Bernie Wants to Get Money Out of Politics. So Where’s His Plan?

While Bernie isn’t short on rhetoric about getting money out of politics, he remains curiously short on specifics.

For the past couple months, I’ve been chronicling the emerging debate over the role of money in politics and the increased calls for campaign-finance reform within the Democratic field. The most notable development in the political discourse on the left has been a move beyond the boilerplate talking points about overturning Citizens United toward a commitment to a public funding mechanism for federal elections—a policy point that campaign-finance reform advocates have become more adamant about.

As government reformer Zephyr Teachout told me in an interview back in July (before any candidate had really talked much about public funding), “We’re not going to let any candidates get away with saying that they’re pro-reform unless they’re talking about public financing.”

A couple weeks ago, Hillary Clinton came out with a highly ambitious campaign-finance reform plan. Then last week, Martin O’Malley unveiled his own detailed plan.

This raises the question: Where in the world is Bernie’s plan?

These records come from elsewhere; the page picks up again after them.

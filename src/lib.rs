//! # pagewise
//!
//! Convert PDF documents to Markdown one page at a time, choosing per page
//! between the text layer and OCR.
//!
//! ## Why page-wise?
//!
//! Most real PDFs are neither purely digital nor purely scanned. Sending
//! every page to a vision model is slow and costly; extracting text from
//! every page loses scans, figures and tables. This crate classifies each
//! page first: pages with a usable text layer and no visual content are
//! rebuilt from text positions, everything else is rasterised and OCR'd.
//!
//! ## Pipeline Overview
//!
//! ```text
//! PDF
//!  │
//!  ├─ 1. Input     resolve local file or download from URL, sniff type
//!  ├─ 2. Analyse   probe pages via pdfium, classify text / image / mixed
//!  ├─ 3. Route     text layer ─▶ paragraphs   |   visual ─▶ render ─▶ OCR
//!  ├─ 4. OCR       primary VLM, falling back per page to a job-based service
//!  ├─ 5. Assemble  page markers, front matter or flowing prose
//!  └─ 6. Cleanup   sentinel tokens, blank runs, heading spacing
//! ```
//!
//! ## Quick Start
//!
//! ```rust,no_run
//! use pagewise::{convert, ConversionConfig};
//!
//! #[tokio::main]
//! async fn main() -> Result<(), Box<dyn std::error::Error>> {
//!     let config = ConversionConfig::default();
//!     let result = convert("document.pdf", &config).await?;
//!     println!("{}", result.markdown().unwrap_or_default());
//!     eprintln!(
//!         "{} OCR pages, {} text pages, {} failed",
//!         result.metadata.ocr_pages, result.metadata.text_pages, result.metadata.failed_pages
//!     );
//!     Ok(())
//! }
//! ```
//!
//! ## OCR Engines
//!
//! | Mode | Provider(s) |
//! |------|-------------|
//! | `auto` (default) | primary per page, secondary on failure |
//! | `primary` | vision model via `edgequake-llm` (`PRIMARY_OCR_PROVIDER`, `PRIMARY_OCR_MODEL`) |
//! | `secondary` | MinerU-style batch job API (`SECONDARY_OCR_API_KEY`), whole document |
//!
//! ## Feature Flags
//!
//! | Feature | Default | Description |
//! |---------|---------|-------------|
//! | `cli`   | on      | Enables the `pagewise` binary (clap + anyhow + tracing-subscriber) |

// ── Modules ──────────────────────────────────────────────────────────────

pub mod config;
pub mod convert;
pub mod detect;
pub mod error;
pub mod ocr;
pub mod output;
pub mod pipeline;
pub mod progress;
pub mod prompts;
pub mod service;
pub mod storage;
pub mod store;

// ── Re-exports ───────────────────────────────────────────────────────────

pub use config::{ConversionConfig, ConversionConfigBuilder, OcrEngine};
pub use convert::{convert, convert_from_bytes, convert_sync, convert_to_file, inspect};
pub use detect::{FileCategory, FileType};
pub use error::{ConvertError, OcrError, PageError};
pub use ocr::{OcrGateway, OcrProvider};
pub use output::{
    ChunkType, ContentChunk, ConversionMetadata, ConversionResult, ConversionStatus, DocumentInfo,
    DocumentType, PageInfo,
};
pub use progress::{ConversionProgressCallback, NoopProgressCallback, ProgressCallback};
pub use service::ConversionService;
pub use storage::{LocalStorage, Storage, StorageSettings};
pub use store::{InMemoryTaskStore, Task, TaskStatus, TaskStore};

More than any candidate, he’s been calling for reducing the influence of money in politics. Yet he hasn’t really specified exactly how he intends to do that. His campaign website has a policy section called “Getting Big Money Out of Politics,” but it’s rather sparse. Two of his listed key actions include his introduction of legislation to overturn Citizens United and a pledge to only appoint justices who are committed to rolling back the Roberts jurisprudence on campaign-finance reform. Another is the fact that he voted for the DISCLOSE Act, a bill that would work to uncover dark money, which nearly got passed before a last-minute Republican filibuster.

Sanders has an advantage in that he can use his senatorial record and the legislation he introduced to serve as a surrogate to a patchwork of detailed policy papers. For example, while Clinton pledged to pass an executive order that would require federal contractors to disclose dark-money spending, Sanders was one of a handful of senators who wrote a letter to President Obama urging him to sign an order of his own.

He also announced early in August that he would introduce legislation that would institute public funding for federal elections—his office says that small-donor matching is a tenet of the proposed bill. However, it’s been about two months and we’ve yet to see any specifics on it. 

Seeing the language of the bill would help us see just how robust a public-finance system Sanders envisions. Senator Dick Durbin has already introduced the Fair Elections Act in the Senate, which would institute a public-finance system for federal elections—it will be interesting to see whether a Sanders plan would be different.

However, I find it curious that Sanders has yet to set in stone a money-in-politics plan. While the other two candidates have already staked out very strong policies that are pulled from reformers’ wish lists, having clarified policies on everything from FEC reform and SEC disclosure rules to independent redistricting, Bernie needs to push out some bold specifics if he wants to maintain his brand as the money-in-politics reformer of the race.